Musings of a forgetful functor: The R apply function

Saturday, July 2, 2011

The R apply function – a tutorial with examples

Today I had one of those special moments that is uniquely associated with R. One of my colleagues was trying to solve what I term an 'Excel problem'. That is, one where the problem magically disappears once a programming language is employed. Put simply, the problem was to take a range, and randomly shift the elements of the list in order. For example, 12345 could become 34512 or 51234.

The list in question had forty-thousand elements, and this process needed to be repeated numerous times as part of a simulation. Try doing this in Excel and you will go insane: the shift function is doable but resource intensive. After ten minutes of waiting for your VBA script to run you will be begging for mercy or access to a supercomputer.
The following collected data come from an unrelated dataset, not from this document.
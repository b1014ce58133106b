//! Recording and playback sessions
//!
//! A recording session watches a [`ChannelDirectory`](crate::channel::ChannelDirectory)
//! and turns its state changes into a [`HistoryTable`](crate::history::HistoryTable).
//! A playback session writes that table back onto the channels with the
//! recorded timing, then restores the baseline.
//!
//! # Features
//!
//! - Delta-encoded capture: one row per state change, holding the previous
//!   state for the time it was active
//! - Optional change tolerance and end-of-session flush
//! - Cancellable playback that always ends with a baseline restore
//! - On/off controller for hosts that poll from a control loop

pub mod controller;
pub mod player;
pub mod recorder;
pub mod types;

pub use controller::RecordingController;
pub use player::Player;
pub use recorder::Recorder;
pub use types::{HistorySummary, PlaybackReport, PlaybackState};
//! Channels and execution contexts that log into one shared event trace
//!
//! Used to check the interleaving of writes and holds during playback.

use std::sync::{Arc, Mutex};
use std::time::Duration;

use stateplay_rs::timing::{CancelToken, ExecutionContext, Hold};
use stateplay_rs::{Channel, ChannelKind, Result};

#[derive(Debug, Clone, PartialEq)]
pub enum Event {
    Write(String, f64),
    Hold(Duration),
}

/// Shared, ordered event log
#[derive(Debug, Clone, Default)]
pub struct Trace {
    events: Arc<Mutex<Vec<Event>>>,
}

impl Trace {
    pub fn new() -> Self {
        Self::default()
    }

    pub fn push(&self, event: Event) {
        self.events.lock().unwrap().push(event);
    }

    pub fn events(&self) -> Vec<Event> {
        self.events.lock().unwrap().clone()
    }

    pub fn channel(&self, name: &str, initial: f64) -> TraceChannel {
        TraceChannel {
            name: name.to_string(),
            value: Arc::new(Mutex::new(initial)),
            trace: self.clone(),
        }
    }

    pub fn context(&self) -> TraceContext {
        TraceContext {
            trace: self.clone(),
            token: CancelToken::new(),
            cancel_after: None,
        }
    }
}

pub fn write(name: &str, value: f64) -> Event {
    Event::Write(name.to_string(), value)
}

pub fn hold(ms: u64) -> Event {
    Event::Hold(Duration::from_millis(ms))
}

/// Motor channel that logs every write
#[derive(Debug, Clone)]
pub struct TraceChannel {
    name: String,
    value: Arc<Mutex<f64>>,
    trace: Trace,
}

impl TraceChannel {
    pub fn set(&self, value: f64) {
        *self.value.lock().unwrap() = value;
    }
}

impl Channel for TraceChannel {
    fn read(&self) -> Result<f64> {
        Ok(*self.value.lock().unwrap())
    }

    fn write(&self, value: f64) -> Result<()> {
        self.set(value);
        self.trace.push(Event::Write(self.name.clone(), value));
        Ok(())
    }

    fn kind(&self) -> ChannelKind {
        ChannelKind::Motor
    }
}

/// Context that logs holds without sleeping
pub struct TraceContext {
    trace: Trace,
    token: CancelToken,
    cancel_after: Option<usize>,
}

impl TraceContext {
    /// Cancel during the n-th hold (zero-based)
    pub fn cancel_during_hold(mut self, n: usize) -> Self {
        self.cancel_after = Some(n);
        self
    }

    fn holds_so_far(&self) -> usize {
        self.trace
            .events()
            .iter()
            .filter(|e| matches!(e, Event::Hold(_)))
            .count()
    }
}

impl ExecutionContext for TraceContext {
    fn sleep(&self, duration: Duration) -> Hold {
        let index = self.holds_so_far();
        self.trace.push(Event::Hold(duration));
        if self.cancel_after == Some(index) {
            self.token.cancel();
        }
        if self.token.is_cancelled() {
            Hold::Cancelled
        } else {
            Hold::Completed
        }
    }

    fn is_cancelled(&self) -> bool {
        self.token.is_cancelled()
    }
}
However, in R the same can be achieved with the function:

translate<-function(x){
  if (length(x)!=1){
    r<-sample(1:(length(x)),1)
    x<-append(x[r:length(x)],x[1:r-1])
  }
  return(x)

My colleague ran this function against his results several thousand times and had the pleasure of seeing his results spit out in less than thirty seconds: problem solved. Ain't R grand.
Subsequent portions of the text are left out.